Jim Lee: Business owners entitled to views too

Society is on a dangerous path if people begin supporting or not supporting businesses based on their stand on social issues.

Last week saw all sorts of brouhaha over Chick-fil-A President Dan Cathy's public stand against gay marriage. Those who agree with him staged a "Chick-fil-A Appreciation Day" Wednesday, creating long lines at some of the company's fast food restaurants. Those opposed to Cathy's stand took the opposite view, vowing to boycott the restaurant.

I may be in the minority, but I don't go somewhere to eat based on the company or the owner's political stand. I go there because I like the food. Deciding to eat or not eat at a restaurant because the owner holds a particular political or social belief that has nothing to do with the operation of the business is something I find a bit odd.

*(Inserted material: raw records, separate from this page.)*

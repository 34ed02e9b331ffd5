//! Admin API handlers: inspection, manual adjustment, reconciliation.

use alloy::primitives::Address;
use axum::extract::{Path, State};
use axum::Json;
use serde::{Deserialize, Serialize};
use uuid::Uuid;

use crate::accounts::{Account, Role};
use crate::entitlements::Entitlement;
use crate::http::error::ApiError;
use crate::http::server::AppState;
use crate::ledger::{BalanceDrift, LedgerError, Transaction, TxKind};

#[derive(Serialize)]
pub struct SystemStatus {
    pub version: &'static str,
    pub status: &'static str,
    pub accounts: usize,
    pub entitlements: usize,
    pub live_sessions: usize,
    pub live_nonces: usize,
}

pub async fn get_status(State(state): State<AppState>) -> Json<SystemStatus> {
    Json(SystemStatus {
        version: env!("CARGO_PKG_VERSION"),
        status: "operational",
        accounts: state.accounts.count(),
        entitlements: state.entitlements.count(),
        live_sessions: state.sessions.len(),
        live_nonces: state.nonces.len(),
    })
}

#[derive(Serialize)]
pub struct AccountLedgerView {
    pub account: Account,
    pub balance: i64,
    pub transactions: Vec<Transaction>,
}

fn resolve_account(state: &AppState, address: &str) -> Result<Account, ApiError> {
    let address: Address = address
        .trim()
        .parse()
        .map_err(|_| ApiError::BadRequest("invalid wallet address".to_string()))?;
    state
        .accounts
        .get_by_address(&address)
        .ok_or(ApiError::NotFound("no account for that address"))
}

/// `GET /admin/accounts/{address}/ledger`
pub async fn get_account_ledger(
    State(state): State<AppState>,
    Path(address): Path<String>,
) -> Result<Json<AccountLedgerView>, ApiError> {
    let account = resolve_account(&state, &address)?;
    Ok(Json(AccountLedgerView {
        balance: state.ledger.balance_of(&account.id),
        transactions: state.ledger.transactions_of(&account.id),
        account,
    }))
}

/// `GET /admin/accounts/{address}/entitlements`
pub async fn get_account_entitlements(
    State(state): State<AppState>,
    Path(address): Path<String>,
) -> Result<Json<Vec<Entitlement>>, ApiError> {
    let account = resolve_account(&state, &address)?;
    Ok(Json(state.entitlements.for_account(&account.id)))
}

#[derive(Deserialize)]
pub struct AdjustRequest {
    pub address: String,
    /// Signed credit delta; negative debits obey the non-negative invariant.
    pub amount: i64,
}

#[derive(Serialize)]
pub struct AdjustResponse {
    pub account_id: Uuid,
    pub new_balance: i64,
    pub transaction: Transaction,
}

/// `POST /admin/adjust` - manual ledger correction.
pub async fn post_adjust(
    State(state): State<AppState>,
    Json(request): Json<AdjustRequest>,
) -> Result<Json<AdjustResponse>, ApiError> {
    let account = resolve_account(&state, &request.address)?;

    let transaction = state
        .ledger
        .record(account.id, request.amount, TxKind::AdminAdjustment, None)
        .map_err(|e| match e {
            LedgerError::InsufficientCredits {
                required,
                available,
            } => ApiError::Unlock(crate::entitlements::UnlockError::InsufficientCredits {
                required,
                available,
            }),
            LedgerError::InvalidAmount { .. } => {
                ApiError::BadRequest("adjustment amount must be non-zero".to_string())
            }
            LedgerError::DuplicateExternalTx { .. } => {
                ApiError::BadRequest("adjustments cannot carry an external id".to_string())
            }
        })?;

    tracing::info!(
        account_id = %account.id,
        amount = request.amount,
        "Admin adjustment recorded"
    );
    Ok(Json(AdjustResponse {
        account_id: account.id,
        new_balance: state.ledger.balance_of(&account.id),
        transaction,
    }))
}

#[derive(Serialize)]
pub struct ReconcileResponse {
    pub accounts_checked: usize,
    pub drifts: Vec<BalanceDrift>,
}

/// `POST /admin/reconcile` - recompute every balance from the log.
pub async fn post_reconcile(State(state): State<AppState>) -> Json<ReconcileResponse> {
    let accounts_checked = state.ledger.account_count();
    let drifts = state.ledger.reconcile();
    Json(ReconcileResponse {
        accounts_checked,
        drifts,
    })
}

#[derive(Deserialize)]
pub struct RoleRequest {
    pub address: String,
    pub role: Role,
}

/// `POST /admin/role` - change an account's role flag.
pub async fn post_role(
    State(state): State<AppState>,
    Json(request): Json<RoleRequest>,
) -> Result<Json<Account>, ApiError> {
    let account = resolve_account(&state, &request.address)?;
    let updated = state
        .accounts
        .set_role(&account.address, request.role)
        .ok_or(ApiError::NotFound("no account for that address"))?;
    Ok(Json(updated))
}
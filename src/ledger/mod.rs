//! Credit ledger subsystem.
//!
//! # Data Flow
//! ```text
//! PurchaseVerifier ──record(+amount, PURCHASE, tx hash)──▶ store.rs
//! UnlockCoordinator ─record(-cost, SPEND)───────────────▶ store.rs
//!                   ─record(+cost, REFUND)──────────────▶ store.rs (race repair)
//! Admin API ────────record(±amount, ADMIN_ADJUSTMENT)───▶ store.rs
//! ```
//!
//! # Design Decisions
//! - The confirmed transaction log is ground truth; balances are a cache
//! - The external-id unique index is the sole double-credit defense
//! - Per-account serialization happens at the storage layer, not in handlers

pub mod store;
pub mod types;

pub use store::{BalanceDrift, LedgerStore};
pub use types::{LedgerError, Transaction, TxKind, TxStatus};
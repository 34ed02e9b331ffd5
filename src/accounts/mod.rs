//! Account registry keyed by wallet address.
//!
//! The wallet address is the canonical identity; the internal uuid exists so
//! ledger and entitlement rows survive address checksumming differences.
//! Accounts are created on first successful wallet authentication.

use std::path::{Path, PathBuf};
use std::time::{SystemTime, UNIX_EPOCH};

use alloy::primitives::Address;
use dashmap::DashMap;
use serde::{Deserialize, Serialize};
use uuid::Uuid;

/// Platform role attached to an account.
#[derive(Debug, Clone, Copy, PartialEq, Eq, Serialize, Deserialize)]
#[serde(rename_all = "snake_case")]
pub enum Role {
    Reader,
    Admin,
}

/// A platform account.
#[derive(Debug, Clone, Serialize, Deserialize)]
pub struct Account {
    /// Internal identifier used by the ledger and entitlement stores.
    pub id: Uuid,
    /// Wallet address (unique, canonical).
    pub address: Address,
    /// Role flag.
    pub role: Role,
    /// Creation timestamp (seconds since epoch).
    pub created_at: u64,
}

/// Thread-safe account store with JSON snapshot persistence.
#[derive(Default)]
pub struct AccountStore {
    by_address: DashMap<Address, Account>,
    by_id: DashMap<Uuid, Address>,
    persistence_path: Option<PathBuf>,
}

impl AccountStore {
    /// Create a new empty store.
    pub fn new(persistence_path: Option<PathBuf>) -> Self {
        Self {
            by_address: DashMap::new(),
            by_id: DashMap::new(),
            persistence_path,
        }
    }

    /// Load from a snapshot file if it exists.
    pub fn load_from_file(path: &Path) -> std::io::Result<Self> {
        let store = Self::new(Some(path.to_path_buf()));
        if path.exists() {
            let file = std::fs::File::open(path)?;
            let reader = std::io::BufReader::new(file);
            let accounts: Vec<Account> = serde_json::from_reader(reader)?;

            for account in accounts {
                store.by_id.insert(account.id, account.address);
                store.by_address.insert(account.address, account);
            }
            tracing::info!("Loaded {} accounts from snapshot", store.by_address.len());
        }
        Ok(store)
    }

    /// Save to the snapshot file.
    pub fn save_to_file(&self) -> std::io::Result<()> {
        if let Some(path) = &self.persistence_path {
            let file = std::fs::File::create(path)?;
            let writer = std::io::BufWriter::new(file);
            let accounts: Vec<Account> = self.by_address.iter().map(|r| r.value().clone()).collect();
            serde_json::to_writer(writer, &accounts)?;
            tracing::debug!("Saved {} accounts to snapshot", accounts.len());
        }
        Ok(())
    }

    /// Load the account for an address, creating it on first sight.
    ///
    /// Creation is serialized per address by the map entry, so two
    /// concurrent first logins observe the same row.
    pub fn get_or_create(&self, address: Address) -> Account {
        let account = self
            .by_address
            .entry(address)
            .or_insert_with(|| {
                let now = SystemTime::now()
                    .duration_since(UNIX_EPOCH)
                    .unwrap_or_default()
                    .as_secs();
                let account = Account {
                    id: Uuid::new_v4(),
                    address,
                    role: Role::Reader,
                    created_at: now,
                };
                tracing::info!(account_id = %account.id, address = %address, "Account created");
                account
            })
            .clone();
        self.by_id.insert(account.id, address);
        account
    }

    /// Look up an account by wallet address.
    pub fn get_by_address(&self, address: &Address) -> Option<Account> {
        self.by_address.get(address).map(|r| r.value().clone())
    }

    /// Look up an account by internal id.
    pub fn get_by_id(&self, id: &Uuid) -> Option<Account> {
        let address = *self.by_id.get(id)?.value();
        self.get_by_address(&address)
    }

    /// Change the role of an existing account.
    pub fn set_role(&self, address: &Address, role: Role) -> Option<Account> {
        let mut entry = self.by_address.get_mut(address)?;
        entry.role = role;
        Some(entry.clone())
    }

    /// Number of registered accounts.
    pub fn count(&self) -> usize {
        self.by_address.len()
    }
}
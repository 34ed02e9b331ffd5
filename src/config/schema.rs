//! Configuration schema definitions.
//!
//! This module defines the complete configuration structure for the gate.
//! All types derive Serde traits for deserialization from config files.

use serde::{Deserialize, Serialize};

/// Root configuration for the unlock gate.
#[derive(Debug, Clone, Deserialize, Serialize, Default)]
#[serde(default)]
pub struct GateConfig {
    /// Listener configuration (bind address, TLS, body limits).
    pub listener: ListenerConfig,

    /// Timeout configuration.
    pub timeouts: TimeoutConfig,

    /// Observability settings.
    pub observability: ObservabilityConfig,

    /// Blockchain RPC settings.
    pub blockchain: BlockchainConfig,

    /// On-chain purchase crediting settings.
    pub credits: CreditsConfig,

    /// Chapter pricing (hot-reloadable).
    pub pricing: PricingConfig,

    /// Wallet authentication settings.
    pub auth: AuthConfig,

    /// Rate limiting for the auth endpoints.
    pub rate_limit: RateLimitConfig,

    /// Admin API settings.
    pub admin: AdminConfig,

    /// Snapshot persistence and background job settings.
    pub storage: StorageConfig,
}

/// Listener configuration.
#[derive(Debug, Clone, Deserialize, Serialize)]
#[serde(default)]
pub struct ListenerConfig {
    /// Bind address (e.g., "0.0.0.0:8080").
    pub bind_address: String,

    /// Optional TLS configuration.
    pub tls: Option<TlsConfig>,

    /// Maximum request body size in bytes.
    pub max_body_size: usize,
}

impl Default for ListenerConfig {
    fn default() -> Self {
        Self {
            bind_address: "0.0.0.0:8080".to_string(),
            tls: None,
            max_body_size: 64 * 1024,
        }
    }
}

/// TLS configuration for the listener.
#[derive(Debug, Clone, Deserialize, Serialize)]
pub struct TlsConfig {
    /// Path to certificate file (PEM).
    pub cert_path: String,

    /// Path to private key file (PEM).
    pub key_path: String,
}

/// Timeout configuration.
#[derive(Debug, Clone, Deserialize, Serialize)]
#[serde(default)]
pub struct TimeoutConfig {
    /// Request timeout (total time for request/response) in seconds.
    pub request_secs: u64,
}

impl Default for TimeoutConfig {
    fn default() -> Self {
        Self { request_secs: 30 }
    }
}

/// Observability configuration.
#[derive(Debug, Clone, Deserialize, Serialize)]
#[serde(default)]
pub struct ObservabilityConfig {
    /// Log level (trace, debug, info, warn, error).
    pub log_level: String,

    /// Enable metrics endpoint.
    pub metrics_enabled: bool,

    /// Metrics endpoint bind address.
    pub metrics_address: String,
}

impl Default for ObservabilityConfig {
    fn default() -> Self {
        Self {
            log_level: "info".to_string(),
            metrics_enabled: true,
            metrics_address: "0.0.0.0:9090".to_string(),
        }
    }
}

/// Blockchain RPC configuration.
#[derive(Debug, Clone, Deserialize, Serialize)]
#[serde(default)]
pub struct BlockchainConfig {
    /// JSON-RPC endpoint URL.
    pub rpc_url: String,

    /// Failover JSON-RPC endpoint URLs.
    #[serde(default)]
    pub failover_urls: Vec<String>,

    /// Chain ID (e.g., 1 for Ethereum mainnet, 31337 for local Anvil).
    pub chain_id: u64,

    /// RPC request timeout in seconds.
    pub rpc_timeout_secs: u64,

    /// Number of block confirmations required before a purchase counts.
    pub confirmation_blocks: u32,
}

impl Default for BlockchainConfig {
    fn default() -> Self {
        Self {
            rpc_url: "http://localhost:8545".to_string(),
            failover_urls: Vec::new(),
            chain_id: 1,
            rpc_timeout_secs: 10,
            confirmation_blocks: 3,
        }
    }
}

/// On-chain purchase crediting configuration.
#[derive(Debug, Clone, Deserialize, Serialize)]
#[serde(default)]
pub struct CreditsConfig {
    /// Enable on-chain purchase verification.
    pub enabled: bool,

    /// Address of the purchase contract whose events credit accounts.
    pub contract_address: String,

    /// Credit packages sold by the contract, keyed by on-chain package id.
    pub packages: Vec<PackageConfig>,
}

impl Default for CreditsConfig {
    fn default() -> Self {
        Self {
            enabled: false,
            contract_address: String::new(),
            packages: vec![
                PackageConfig { id: 1, credits: 100 },
                PackageConfig { id: 2, credits: 300 },
                PackageConfig { id: 3, credits: 625 },
            ],
        }
    }
}

/// A purchasable credit package.
#[derive(Debug, Clone, Deserialize, Serialize)]
pub struct PackageConfig {
    /// On-chain package id. Id 0 is reserved for raw-amount purchases.
    pub id: u8,

    /// Credits granted when this package is purchased.
    pub credits: u64,
}

/// Chapter pricing configuration.
#[derive(Debug, Clone, Deserialize, Serialize)]
#[serde(default)]
pub struct PricingConfig {
    /// Cost in credits for chapters without an override.
    pub default_chapter_cost: u64,

    /// Per-chapter cost overrides.
    #[serde(default)]
    pub overrides: Vec<ChapterPriceConfig>,
}

impl Default for PricingConfig {
    fn default() -> Self {
        Self {
            default_chapter_cost: 5,
            overrides: Vec::new(),
        }
    }
}

impl PricingConfig {
    /// Cost in credits for a chapter, honoring overrides.
    pub fn cost_of(&self, chapter_id: u64) -> u64 {
        self.overrides
            .iter()
            .find(|price| price.chapter_id == chapter_id)
            .map(|price| price.cost)
            .unwrap_or(self.default_chapter_cost)
    }
}

/// Cost override for a single chapter.
#[derive(Debug, Clone, Deserialize, Serialize)]
pub struct ChapterPriceConfig {
    /// Chapter identifier.
    pub chapter_id: u64,

    /// Cost in credits.
    pub cost: u64,
}

/// Wallet authentication configuration.
#[derive(Debug, Clone, Deserialize, Serialize)]
#[serde(default)]
pub struct AuthConfig {
    /// Domain string embedded in the sign-in message.
    pub domain: String,

    /// Nonce validity window in seconds.
    pub nonce_ttl_secs: u64,

    /// Session validity window in seconds.
    pub session_ttl_secs: u64,
}

impl Default for AuthConfig {
    fn default() -> Self {
        Self {
            domain: "inkgate.local".to_string(),
            nonce_ttl_secs: 300,
            session_ttl_secs: 24 * 3600,
        }
    }
}

/// Rate limiting configuration for the auth endpoints.
#[derive(Debug, Clone, Deserialize, Serialize)]
#[serde(default)]
pub struct RateLimitConfig {
    /// Enable rate limiting.
    pub enabled: bool,

    /// Maximum requests per second per IP.
    pub requests_per_second: u32,

    /// Burst capacity.
    pub burst_size: u32,
}

impl Default for RateLimitConfig {
    fn default() -> Self {
        Self {
            enabled: true,
            requests_per_second: 5,
            burst_size: 10,
        }
    }
}

/// Admin API configuration.
#[derive(Debug, Clone, Deserialize, Serialize)]
#[serde(default)]
pub struct AdminConfig {
    /// Enable the admin API.
    pub enabled: bool,

    /// API key for authentication (Bearer token).
    pub api_key: String,

    /// Admin API bind address.
    pub bind_address: String,
}

impl Default for AdminConfig {
    fn default() -> Self {
        Self {
            enabled: false,
            // WARNING: This is a placeholder! Change this in production.
            api_key: "CHANGE_ME_IN_PRODUCTION".to_string(),
            bind_address: "127.0.0.1:8081".to_string(),
        }
    }
}

/// Snapshot persistence and background job configuration.
#[derive(Debug, Clone, Deserialize, Serialize)]
#[serde(default)]
pub struct StorageConfig {
    /// Directory for JSON snapshot files. None disables persistence.
    pub snapshot_dir: Option<String>,

    /// Interval between periodic snapshots in seconds.
    pub snapshot_interval_secs: u64,

    /// Interval between ledger reconciliation passes in seconds.
    pub reconcile_interval_secs: u64,

    /// Interval between nonce/session expiry sweeps in seconds.
    pub sweep_interval_secs: u64,
}

impl Default for StorageConfig {
    fn default() -> Self {
        Self {
            snapshot_dir: None,
            snapshot_interval_secs: 60,
            reconcile_interval_secs: 24 * 3600,
            sweep_interval_secs: 60,
        }
    }
}

#[cfg(test)]
mod tests {
    use super::*;

    #[test]
    fn test_defaults() {
        let config = GateConfig::default();
        assert_eq!(config.listener.bind_address, "0.0.0.0:8080");
        assert_eq!(config.blockchain.confirmation_blocks, 3);
        assert!(!config.credits.enabled);
        assert_eq!(config.pricing.default_chapter_cost, 5);
        assert_eq!(config.auth.nonce_ttl_secs, 300);
    }

    #[test]
    fn test_minimal_toml() {
        let config: GateConfig = toml::from_str(
            r#"
            [listener]
            bind_address = "127.0.0.1:9000"

            [credits]
            enabled = true
            contract_address = "0x5FbDB2315678afecb367f032d93F642f64180aa3"

            [[pricing.overrides]]
            chapter_id = 12
            cost = 8
            "#,
        )
        .unwrap();

        assert_eq!(config.listener.bind_address, "127.0.0.1:9000");
        assert!(config.credits.enabled);
        assert_eq!(config.pricing.overrides[0].cost, 8);
        // Untouched sections fall back to defaults
        assert_eq!(config.timeouts.request_secs, 30);
        assert_eq!(config.credits.packages.len(), 3);

        assert_eq!(config.pricing.cost_of(12), 8);
        assert_eq!(config.pricing.cost_of(13), 5);
    }
}
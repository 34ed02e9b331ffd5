//! Durable record of permanently unlocked chapters.

use std::path::{Path, PathBuf};
use std::time::{SystemTime, UNIX_EPOCH};

use dashmap::mapref::entry::Entry;
use dashmap::DashMap;
use serde::{Deserialize, Serialize};
use uuid::Uuid;

/// Permanent access by one account to one chapter.
#[derive(Debug, Clone, Serialize, Deserialize)]
pub struct Entitlement {
    pub account_id: Uuid,
    pub chapter_id: u64,
    /// Credits spent at grant time (0 for free chapters).
    pub credits_spent: u64,
    /// Grant timestamp (seconds since epoch).
    pub granted_at: u64,
}

/// Outcome of a grant attempt. Both cases are success for the caller; the
/// distinction only matters to the unlock coordinator's refund path.
#[derive(Debug, Clone)]
pub enum GrantOutcome {
    /// This call created the row.
    Created(Entitlement),
    /// The row already existed; the existing grant is returned.
    AlreadyGranted(Entitlement),
}

impl GrantOutcome {
    pub fn entitlement(&self) -> &Entitlement {
        match self {
            GrantOutcome::Created(e) | GrantOutcome::AlreadyGranted(e) => e,
        }
    }
}

/// Thread-safe entitlement store keyed by (account, chapter).
#[derive(Default)]
pub struct EntitlementStore {
    grants: DashMap<(Uuid, u64), Entitlement>,
    persistence_path: Option<PathBuf>,
}

impl EntitlementStore {
    /// Create a new empty store.
    pub fn new(persistence_path: Option<PathBuf>) -> Self {
        Self {
            grants: DashMap::new(),
            persistence_path,
        }
    }

    /// Load from a snapshot file if it exists.
    pub fn load_from_file(path: &Path) -> std::io::Result<Self> {
        let store = Self::new(Some(path.to_path_buf()));
        if path.exists() {
            let file = std::fs::File::open(path)?;
            let reader = std::io::BufReader::new(file);
            let rows: Vec<Entitlement> = serde_json::from_reader(reader)?;

            for row in rows {
                store.grants.insert((row.account_id, row.chapter_id), row);
            }
            tracing::info!("Loaded {} entitlements from snapshot", store.grants.len());
        }
        Ok(store)
    }

    /// Save to the snapshot file.
    pub fn save_to_file(&self) -> std::io::Result<()> {
        if let Some(path) = &self.persistence_path {
            let file = std::fs::File::create(path)?;
            let writer = std::io::BufWriter::new(file);
            let rows: Vec<Entitlement> = self.grants.iter().map(|r| r.value().clone()).collect();
            serde_json::to_writer(writer, &rows)?;
            tracing::debug!("Saved {} entitlements to snapshot", rows.len());
        }
        Ok(())
    }

    /// Whether the account has unlocked the chapter.
    pub fn has(&self, account_id: &Uuid, chapter_id: u64) -> bool {
        self.grants.contains_key(&(*account_id, chapter_id))
    }

    /// The existing grant, if any.
    pub fn get(&self, account_id: &Uuid, chapter_id: u64) -> Option<Entitlement> {
        self.grants
            .get(&(*account_id, chapter_id))
            .map(|r| r.value().clone())
    }

    /// Grant access, creating at most one row per (account, chapter).
    ///
    /// Concurrent callers are serialized on the map entry; exactly one
    /// observes `Created`, the rest `AlreadyGranted` with the winner's row.
    pub fn grant(&self, account_id: Uuid, chapter_id: u64, credits_spent: u64) -> GrantOutcome {
        match self.grants.entry((account_id, chapter_id)) {
            Entry::Occupied(existing) => GrantOutcome::AlreadyGranted(existing.get().clone()),
            Entry::Vacant(slot) => {
                let now = SystemTime::now()
                    .duration_since(UNIX_EPOCH)
                    .unwrap_or_default()
                    .as_secs();
                let entitlement = Entitlement {
                    account_id,
                    chapter_id,
                    credits_spent,
                    granted_at: now,
                };
                tracing::info!(
                    account_id = %account_id,
                    chapter_id = chapter_id,
                    credits_spent = credits_spent,
                    "Entitlement granted"
                );
                GrantOutcome::Created(slot.insert(entitlement).clone())
            }
        }
    }

    /// All chapters unlocked by an account.
    pub fn for_account(&self, account_id: &Uuid) -> Vec<Entitlement> {
        let mut rows: Vec<Entitlement> = self
            .grants
            .iter()
            .filter(|r| r.key().0 == *account_id)
            .map(|r| r.value().clone())
            .collect();
        rows.sort_by_key(|e| e.chapter_id);
        rows
    }

    /// Total number of grants.
    pub fn count(&self) -> usize {
        self.grants.len()
    }
}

Back during the auto bailouts a lot of people said don't buy GM or Chrysler vehicles because they got bailouts. Instead, everyone was supposed to buy Fords. It worked to some degree because Ford, which didn't take a bailout, saw sales increase.

I'm sorry, but I am not going to make what is probably the second most costly purchase after a house based on someone's political beliefs. I'm going to buy a Ford because it offers the vehicle I need at a price I can afford. And if they can't provide that, I am going to buy from the manufacturer that can, even if it is foreign made.

Businesses have a tough enough time, especially the small businesses. I'm always saddened when small businesses in our community suffer because someone or some group starts spreading nasty rumors or calling for boycotts simply because the owner put up a sign supporting one political candidate over another.

Many of those same folks who in the past have demanded boycotts of local businesses for expressing their First Amendment rights are right there at the front of the line in the Chick-fil-A debate condemning others for doing exactly what they did.

Even Sarah Palin said last week in an interview with Fox News that calling for a boycott of Chick-fil-A because of the owner's stand on gay marriage was an attack on his First Amendment rights. The hypocrisy of all the ultra-conservatives nodding their heads in collective agreement at Palin's comments, after calling for similar boycotts against those who hold views they don't agree with, is shameful.

Double standards aside though, I don't want people to assume I am for or against a social or political issue just because I happen to patronize a particular business. I mean think about it, taken to extremes, if you didn't have strong feelings for or against gay marriage, would you want to be accosted every time you went to Chick-fil-A by pro-side people booing at you, threatening you or otherwise berating you just because they mistakenly assumed you were against gay marriage? Alternatively, would you want people on the anti-side clapping you on the back when you went in, perhaps trying to get you to donate to their cause or otherwise bothering you? Or would you just want to go in, get your food, eat it and leave in peace?

Now expand that to every business where you go. Grocery shopping? Better check the brand names for where the corporations stand. Car shopping? Better not be seen at that dealership. Gas station? Barber? Do you really want to have to research every single place you go prior to going there to ensure that it is safe for your particular beliefs? And what about the place that opposes abortion, which you oppose, but supports gay marriage, which you also oppose? Guess they are off the "acceptable" list too.

Business will have to post signs with their stands on every social and political issue on the radar at the moment. And since most are like most average Americans, supporting some issues while opposing others, it all will get rather complicated rather quickly.

Wouldn't it be so much easier to just let everyone have their own particular viewpoints and live and let live? If the issue is germane to the business - a car company speaking out against basic auto safety requirements, or a restaurant ignoring laws and serving Bald Eagle - I'd probably not patronize them. But if the issue has nothing at all to do with the operation of the business, then it really is no business of mine, or concern of mine, how the owner feels about any particular issue.